A group of them have installed solar plates on their trucks to charge phones and light bulbs. Gurpinder Singh (40), who brought two solar plates from Karnal in Haryana, said: “We mainly use the electricity generated to charge the bulbs because the langar service runs late into the night. My friends also charge their phones using the solar plates.”
The langar also has roti maker, brought from a gurdwara in Haryana, which makes more than 1,000 rotis in an hour. The farmers put balls of dough inside the machine and fresh rotis pop out in 5-10 minutes. Farmers said it runs on batteries stored in trucks or charged by the solar plates.

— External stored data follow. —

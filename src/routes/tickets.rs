use axum::extract::rejection::QueryRejection;
use axum::extract::{Query, State};
use axum::http::StatusCode;
use axum::Json;
use chrono::{DateTime, NaiveDate, NaiveTime, Utc};
use serde::{Deserialize, Deserializer};
use serde_json::{json, Map, Value};
use uuid::Uuid;

use crate::auth::extractor::AuthUser;
use crate::db;
use crate::db::attachments::NewAttachment;
use crate::db::history::{ACTION_CREATED, ACTION_UPDATED};
use crate::db::tickets::{NewTicket, TicketChanges, TicketFilter};
use crate::error::AppError;
use crate::events::TicketEvent;
use crate::models::{
    Attachment, Comment, Priority, Ticket, TicketDetail, TicketHistory, TicketStatus, TicketType,
};
use crate::permissions::Permission;
use crate::routes::{ApiJson, ApiPath};
use crate::state::SharedState;

#[derive(Deserialize, Default)]
#[serde(default, rename_all = "camelCase")]
pub struct TicketQuery {
    pub status: Option<TicketStatus>,
    pub priority: Option<Priority>,
    pub assignee_id: Option<Uuid>,
}

#[derive(Deserialize, Default)]
#[serde(default, rename_all = "camelCase")]
pub struct CreateTicket {
    pub title: String,
    pub description: Option<String>,
    #[serde(rename = "type")]
    pub ticket_type: Option<TicketType>,
    pub priority: Option<Priority>,
    pub department: Option<String>,
    pub epic_id: Option<Uuid>,
    #[serde(deserialize_with = "due_date")]
    pub due_date: Option<DateTime<Utc>>,
    pub assignee_ids: Vec<Uuid>,
}

#[derive(Deserialize, Default)]
#[serde(default, rename_all = "camelCase")]
pub struct UpdateTicket {
    pub title: Option<String>,
    pub description: Option<String>,
    #[serde(rename = "type")]
    pub ticket_type: Option<TicketType>,
    pub status: Option<TicketStatus>,
    pub priority: Option<Priority>,
    pub department: Option<String>,
    pub epic_id: Option<Uuid>,
    #[serde(deserialize_with = "due_date")]
    pub due_date: Option<DateTime<Utc>>,
    pub assignee_ids: Option<Vec<Uuid>>,
}

/// Accepts an RFC 3339 timestamp or a bare `YYYY-MM-DD`, read as midnight UTC.
fn due_date<'de, D: Deserializer<'de>>(deserializer: D) -> Result<Option<DateTime<Utc>>, D::Error> {
    let Some(raw) = Option::<String>::deserialize(deserializer)? else {
        return Ok(None);
    };
    if let Ok(ts) = DateTime::parse_from_rfc3339(&raw) {
        return Ok(Some(ts.with_timezone(&Utc)));
    }
    NaiveDate::parse_from_str(&raw, "%Y-%m-%d")
        .map(|date| Some(date.and_time(NaiveTime::MIN).and_utc()))
        .map_err(|_| {
            serde::de::Error::custom(format!(
                "invalid dueDate `{raw}`, expected YYYY-MM-DD or an RFC 3339 timestamp"
            ))
        })
}

#[derive(Deserialize, Default)]
#[serde(default)]
pub struct CreateComment {
    pub content: String,
}

#[derive(Deserialize, Default)]
#[serde(default)]
pub struct CreateAttachment {
    pub name: String,
    pub url: String,
    pub size: Option<i64>,
    #[serde(rename = "type")]
    pub mime_type: String,
}

pub async fn list(
    auth: AuthUser,
    State(state): State<SharedState>,
    query: Result<Query<TicketQuery>, QueryRejection>,
) -> Result<Json<Vec<Ticket>>, AppError> {
    auth.require_permission(&state.pool, Permission::Tickets).await?;

    let Query(query) = query.map_err(|e| AppError::BadRequest(e.body_text()))?;
    let filter = TicketFilter {
        status: query.status,
        priority: query.priority,
        assignee_id: query.assignee_id,
    };

    let tickets = db::tickets::list(&state.pool, &filter).await?;
    Ok(Json(tickets))
}

pub async fn my(
    auth: AuthUser,
    State(state): State<SharedState>,
) -> Result<Json<Vec<Ticket>>, AppError> {
    auth.require_permission(&state.pool, Permission::MyTickets).await?;

    let tickets = db::tickets::list_for_user(&state.pool, auth.user_id).await?;
    Ok(Json(tickets))
}

pub async fn get(
    auth: AuthUser,
    State(state): State<SharedState>,
    ApiPath(id): ApiPath<Uuid>,
) -> Result<Json<TicketDetail>, AppError> {
    auth.require_permission(&state.pool, Permission::TicketDetail).await?;

    let ticket = db::tickets::find(&state.pool, id)
        .await?
        .ok_or_else(|| AppError::NotFound("Ticket not found".to_string()))?;

    Ok(Json(detail(&state, ticket).await?))
}

pub async fn get_by_key(
    auth: AuthUser,
    State(state): State<SharedState>,
    ApiPath(key): ApiPath<String>,
) -> Result<Json<TicketDetail>, AppError> {
    auth.require_permission(&state.pool, Permission::TicketDetail).await?;

    let ticket = db::tickets::find_by_key(&state.pool, &key)
        .await?
        .ok_or_else(|| AppError::NotFound("Ticket not found".to_string()))?;

    Ok(Json(detail(&state, ticket).await?))
}

async fn detail(state: &SharedState, ticket: Ticket) -> Result<TicketDetail, AppError> {
    let comments = db::comments::list_for_ticket(&state.pool, ticket.id).await?;
    let attachments = db::attachments::list_for_ticket(&state.pool, ticket.id).await?;
    Ok(TicketDetail {
        ticket,
        comments,
        attachments,
    })
}

pub async fn create(
    auth: AuthUser,
    State(state): State<SharedState>,
    ApiJson(req): ApiJson<CreateTicket>,
) -> Result<(StatusCode, Json<Ticket>), AppError> {
    auth.require_permission(&state.pool, Permission::CreateTicket).await?;

    let title = req.title.trim();
    if title.is_empty() {
        return Err(AppError::BadRequest("Title is required".to_string()));
    }

    let new_ticket = NewTicket {
        title,
        description: req.description.as_deref(),
        ticket_type: req.ticket_type.unwrap_or_default(),
        priority: req.priority.unwrap_or_default(),
        department: req.department.as_deref(),
        epic_id: req.epic_id,
        due_date: req.due_date,
        reporter_id: auth.user_id,
    };

    let snapshot = json!({
        "title": new_ticket.title,
        "description": new_ticket.description,
        "type": new_ticket.ticket_type,
        "priority": new_ticket.priority,
        "status": TicketStatus::Open,
        "department": new_ticket.department,
        "epicId": new_ticket.epic_id,
        "dueDate": new_ticket.due_date,
        "assigneeIds": req.assignee_ids,
    });

    let mut tx = state.pool.begin().await?;

    let (id, key) = db::tickets::insert(&mut *tx, &new_ticket)
        .await
        .map_err(|e| AppError::from_write(e, "Ticket key already exists", "Unknown epic"))?;

    db::tickets::replace_assignees(&mut *tx, id, &req.assignee_ids)
        .await
        .map_err(|e| AppError::from_write(e, "Duplicate assignee", "Unknown assignee"))?;

    db::history::record(&mut *tx, id, auth.user_id, ACTION_CREATED, None, Some(&snapshot))
        .await?;

    tx.commit().await?;

    tracing::info!(ticket_id = %id, %key, reporter = %auth.user_id, "Ticket created");

    state.events.publish(TicketEvent::TicketCreated {
        ticket_id: id,
        key,
        reporter_id: auth.user_id,
    });

    let ticket = db::tickets::find(&state.pool, id)
        .await?
        .ok_or_else(|| AppError::Internal(format!("Ticket {id} vanished after insert")))?;

    Ok((StatusCode::CREATED, Json(ticket)))
}

pub async fn update(
    auth: AuthUser,
    State(state): State<SharedState>,
    ApiPath(id): ApiPath<Uuid>,
    ApiJson(req): ApiJson<UpdateTicket>,
) -> Result<Json<Ticket>, AppError> {
    let current = db::tickets::find(&state.pool, id)
        .await?
        .ok_or_else(|| AppError::NotFound("Ticket not found".to_string()))?;

    let may_edit = auth.is_admin()
        || current.reporter_id == auth.user_id
        || current.assignee_ids.contains(&auth.user_id);
    if !may_edit {
        return Err(AppError::Forbidden(
            "Only the reporter, an assignee or an admin can update this ticket".to_string(),
        ));
    }

    if req.title.as_deref().is_some_and(|t| t.trim().is_empty()) {
        return Err(AppError::BadRequest("Title cannot be empty".to_string()));
    }

    let (old_value, new_value) = changed_fields(&current, &req);
    if new_value.is_empty() {
        return Err(AppError::BadRequest("No fields to update".to_string()));
    }
    let old_value = Value::Object(old_value);
    let new_value = Value::Object(new_value);

    let changes = TicketChanges {
        title: req.title.map(|t| t.trim().to_string()),
        description: req.description,
        ticket_type: req.ticket_type,
        status: req.status,
        priority: req.priority,
        department: req.department,
        epic_id: req.epic_id,
        due_date: req.due_date,
    };

    let mut tx = state.pool.begin().await?;

    db::tickets::update_fields(&mut *tx, id, &changes)
        .await
        .map_err(|e| AppError::from_write(e, "Ticket conflict", "Unknown epic"))?;

    if let Some(assignee_ids) = &req.assignee_ids {
        db::tickets::replace_assignees(&mut *tx, id, assignee_ids)
            .await
            .map_err(|e| AppError::from_write(e, "Duplicate assignee", "Unknown assignee"))?;
    }

    db::history::record(
        &mut *tx,
        id,
        auth.user_id,
        ACTION_UPDATED,
        Some(&old_value),
        Some(&new_value),
    )
    .await?;

    tx.commit().await?;

    let ticket = db::tickets::find(&state.pool, id)
        .await?
        .ok_or_else(|| AppError::NotFound("Ticket not found".to_string()))?;

    tracing::info!(ticket_id = %id, actor = %auth.user_id, "Ticket updated");

    state.events.publish(TicketEvent::TicketUpdated {
        ticket_id: id,
        status: ticket.status,
        changes: new_value,
        actor_id: auth.user_id,
    });

    Ok(Json(ticket))
}

/// Previous and requested values of every field present in the update.
fn changed_fields(current: &Ticket, req: &UpdateTicket) -> (Map<String, Value>, Map<String, Value>) {
    let mut old = Map::new();
    let mut new = Map::new();
    let mut track = |field: &str, before: Value, after: Value| {
        old.insert(field.to_string(), before);
        new.insert(field.to_string(), after);
    };

    if let Some(title) = &req.title {
        track("title", json!(current.title), json!(title.trim()));
    }
    if let Some(description) = &req.description {
        track("description", json!(current.description), json!(description));
    }
    if let Some(ticket_type) = req.ticket_type {
        track("type", json!(current.ticket_type), json!(ticket_type));
    }
    if let Some(status) = req.status {
        track("status", json!(current.status), json!(status));
    }
    if let Some(priority) = req.priority {
        track("priority", json!(current.priority), json!(priority));
    }
    if let Some(department) = &req.department {
        track("department", json!(current.department), json!(department));
    }
    if let Some(epic_id) = req.epic_id {
        track("epicId", json!(current.epic_id), json!(epic_id));
    }
    if let Some(due_date) = req.due_date {
        track("dueDate", json!(current.due_date), json!(due_date));
    }
    if let Some(assignee_ids) = &req.assignee_ids {
        track("assigneeIds", json!(current.assignee_ids), json!(assignee_ids));
    }

    (old, new)
}

pub async fn history(
    _auth: AuthUser,
    State(state): State<SharedState>,
    ApiPath(id): ApiPath<Uuid>,
) -> Result<Json<Vec<TicketHistory>>, AppError> {
    ensure_ticket(&state, id).await?;
    let records = db::history::list_for_ticket(&state.pool, id).await?;
    Ok(Json(records))
}

pub async fn list_comments(
    _auth: AuthUser,
    State(state): State<SharedState>,
    ApiPath(id): ApiPath<Uuid>,
) -> Result<Json<Vec<Comment>>, AppError> {
    ensure_ticket(&state, id).await?;
    let comments = db::comments::list_for_ticket(&state.pool, id).await?;
    Ok(Json(comments))
}

pub async fn add_comment(
    auth: AuthUser,
    State(state): State<SharedState>,
    ApiPath(id): ApiPath<Uuid>,
    ApiJson(req): ApiJson<CreateComment>,
) -> Result<(StatusCode, Json<Comment>), AppError> {
    let content = req.content.trim();
    if content.is_empty() {
        return Err(AppError::BadRequest("Content is required".to_string()));
    }

    ensure_ticket(&state, id).await?;

    let comment = db::comments::create(&state.pool, id, auth.user_id, content).await?;

    state.events.publish(TicketEvent::CommentAdded {
        ticket_id: id,
        comment_id: comment.id,
        author_id: auth.user_id,
    });

    Ok((StatusCode::CREATED, Json(comment)))
}

pub async fn list_attachments(
    _auth: AuthUser,
    State(state): State<SharedState>,
    ApiPath(id): ApiPath<Uuid>,
) -> Result<Json<Vec<Attachment>>, AppError> {
    ensure_ticket(&state, id).await?;
    let attachments = db::attachments::list_for_ticket(&state.pool, id).await?;
    Ok(Json(attachments))
}

pub async fn add_attachment(
    auth: AuthUser,
    State(state): State<SharedState>,
    ApiPath(id): ApiPath<Uuid>,
    ApiJson(req): ApiJson<CreateAttachment>,
) -> Result<(StatusCode, Json<Attachment>), AppError> {
    let size = match req.size {
        Some(size) if !req.name.is_empty() && !req.url.is_empty() && !req.mime_type.is_empty() => {
            size
        }
        _ => {
            return Err(AppError::BadRequest(
                "Name, url, size, and type are required".to_string(),
            ));
        }
    };
    if size < 0 {
        return Err(AppError::BadRequest("Size cannot be negative".to_string()));
    }

    ensure_ticket(&state, id).await?;

    let attachment = db::attachments::create(
        &state.pool,
        id,
        auth.user_id,
        &NewAttachment {
            name: &req.name,
            url: &req.url,
            size,
            mime_type: &req.mime_type,
        },
    )
    .await?;

    Ok((StatusCode::CREATED, Json(attachment)))
}

pub async fn get_attachment(
    auth: AuthUser,
    State(state): State<SharedState>,
    ApiPath(id): ApiPath<Uuid>,
) -> Result<Json<Attachment>, AppError> {
    auth.require_permission(&state.pool, Permission::TicketDetail).await?;

    let attachment = db::attachments::find(&state.pool, id)
        .await?
        .ok_or_else(|| AppError::NotFound("Attachment not found".to_string()))?;
    Ok(Json(attachment))
}

/// The uploader or an admin may remove an attachment.
pub async fn delete_attachment(
    auth: AuthUser,
    State(state): State<SharedState>,
    ApiPath(id): ApiPath<Uuid>,
) -> Result<Json<Value>, AppError> {
    let attachment = db::attachments::find(&state.pool, id)
        .await?
        .ok_or_else(|| AppError::NotFound("Attachment not found".to_string()))?;

    if !auth.is_admin() && attachment.uploaded_by != auth.user_id {
        return Err(AppError::Forbidden(
            "Only the uploader or an admin can delete this attachment".to_string(),
        ));
    }

    db::attachments::delete(&state.pool, id).await?;

    tracing::info!(attachment_id = %id, ticket_id = %attachment.ticket_id, actor = %auth.user_id, "Attachment deleted");

    Ok(Json(json!({ "message": "Attachment deleted successfully" })))
}

async fn ensure_ticket(state: &SharedState, id: Uuid) -> Result<(), AppError> {
    if db::tickets::exists(&state.pool, id).await? {
        Ok(())
    } else {
        Err(AppError::NotFound("Ticket not found".to_string()))
    }
}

The site also has over 10 medical camps and medical stores. A dental camp functions from inside a bus, which also has an X-ray machine and other medical equipment. Dr Sunny Ahluwalia from Mohali, who runs the camp with two of his students, said they have been performing tooth retraction and scaling on more than 100 people a day, apart from offering free dental check-ups and other services like tooth filling and cleaning.
Several students from Punjab and Haryana have also joined the protest to support their families and help other farmers. Among them is Jasveer Singh (29), who has opened a small library with over 500 books on religion, spirituality, fiction and Indian laws.
“I don’t want people to stay here and not do anything. I get around 80-90 readers every day… we want people to learn and grow. This exercise will also help them understand the situation and their rights better,” said Jasveet, who is a research scholar at UP’s Fatehgarh and studies gender rights.
Meanwhile, around meal time, the site rings with music being played on speakers and on a harmonium.
At Tikri, a farmer from Badda village in Haryana’s Fatehabad district handed over a washing machine to the protesters, while residents of Jabta Khera village collected Rs 80,000 for tent material, including 40 mattresses, which they gave to the farmers.